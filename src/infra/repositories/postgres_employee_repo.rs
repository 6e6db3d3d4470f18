use crate::domain::{models::employee::Employee, ports::EmployeeRepository};
use crate::error::AppError;
use async_trait::async_trait;
use sqlx::PgPool;

pub struct PostgresEmployeeRepo {
    pool: PgPool,
}

impl PostgresEmployeeRepo {
    pub fn new(pool: PgPool) -> Self {
        Self { pool }
    }
}

#[async_trait]
impl EmployeeRepository for PostgresEmployeeRepo {
    async fn create(&self, employee: &Employee) -> Result<Employee, AppError> {
        sqlx::query_as::<_, Employee>(
            "INSERT INTO employees (id, name, phone, tax_id, position, address, hired_at, salary, created_at) VALUES ($1, $2, $3, $4, $5, $6, $7, $8, $9) RETURNING id, name, phone, tax_id, position, address, hired_at, salary, created_at",
        )
            .bind(&employee.id)
            .bind(&employee.name)
            .bind(&employee.phone)
            .bind(&employee.tax_id)
            .bind(&employee.position)
            .bind(&employee.address)
            .bind(employee.hired_at)
            .bind(employee.salary)
            .bind(employee.created_at)
            .fetch_one(&self.pool)
            .await
            .map_err(AppError::Database)
    }

    async fn find_by_id(&self, id: &str) -> Result<Option<Employee>, AppError> {
        sqlx::query_as::<_, Employee>(
            "SELECT id, name, phone, tax_id, position, address, hired_at, salary, created_at FROM employees WHERE id = $1",
        )
            .bind(id)
            .fetch_optional(&self.pool)
            .await
            .map_err(AppError::Database)
    }

    async fn list(&self) -> Result<Vec<Employee>, AppError> {
        sqlx::query_as::<_, Employee>(
            "SELECT id, name, phone, tax_id, position, address, hired_at, salary, created_at FROM employees ORDER BY created_at ASC",
        )
            .fetch_all(&self.pool)
            .await
            .map_err(AppError::Database)
    }

    async fn update(&self, employee: &Employee) -> Result<Employee, AppError> {
        sqlx::query_as::<_, Employee>(
            "UPDATE employees SET name = $1, phone = $2, tax_id = $3, position = $4, address = $5, hired_at = $6, salary = $7 WHERE id = $8 RETURNING id, name, phone, tax_id, position, address, hired_at, salary, created_at",
        )
            .bind(&employee.name)
            .bind(&employee.phone)
            .bind(&employee.tax_id)
            .bind(&employee.position)
            .bind(&employee.address)
            .bind(employee.hired_at)
            .bind(employee.salary)
            .bind(&employee.id)
            .fetch_one(&self.pool)
            .await
            .map_err(AppError::Database)
    }

    async fn delete(&self, id: &str) -> Result<bool, AppError> {
        let result = sqlx::query("DELETE FROM employees WHERE id = $1")
            .bind(id)
            .execute(&self.pool)
            .await
            .map_err(AppError::Database)?;
        Ok(result.rows_affected() > 0)
    }
}
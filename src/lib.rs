pub mod api;
pub mod config;
pub mod domain;
pub mod error;
pub mod infra;
pub mod state;

use crate::config::Config;
use crate::infra::factory::bootstrap_state;
use api::router::create_router;
use std::sync::Arc;
use tracing::info;
use tracing_appender::non_blocking::WorkerGuard;
use tracing_subscriber::{layer::SubscriberExt, util::SubscriberInitExt, EnvFilter, Layer};

pub fn init_logging() -> WorkerGuard {
    let file_appender = tracing_appender::rolling::daily("./logs", "inventory-service.log");
    let (non_blocking, guard) = tracing_appender::non_blocking(file_appender);

    let file_layer = tracing_subscriber::fmt::layer()
        .with_target(true)
        .json()
        .with_writer(non_blocking)
        .with_filter(EnvFilter::new("info,inventory_backend=debug"));

    let stdout_layer = tracing_subscriber::fmt::layer()
        .pretty()
        .with_target(false)
        .with_filter(EnvFilter::try_from_default_env().unwrap_or_else(|_| "info".into()));

    tracing_subscriber::registry()
        .with(stdout_layer)
        .with(file_layer)
        .init();

    info!("Logging initialized. Writing JSON logs to ./logs/");
    guard
}

pub async fn run() {
    let _guard = init_logging();

    let config = Config::from_env();
    let state = bootstrap_state(&config).await;
    let state_arc = Arc::new(state);

    let app = create_router(state_arc);

    let listener = tokio::net::TcpListener::bind(format!("0.0.0.0:{}", config.port))
        .await
        .unwrap();

    info!("🚀 Server running on port {}", config.port);
    axum::serve(listener, app).await.unwrap();
}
════════════════
■ **Exercise description**:
Find the lines above that include the string "filename" and copy them.

■ **Solved problem**:
filename src/infra/repositories/postgres_employee_repo.rs
filename src/lib.rs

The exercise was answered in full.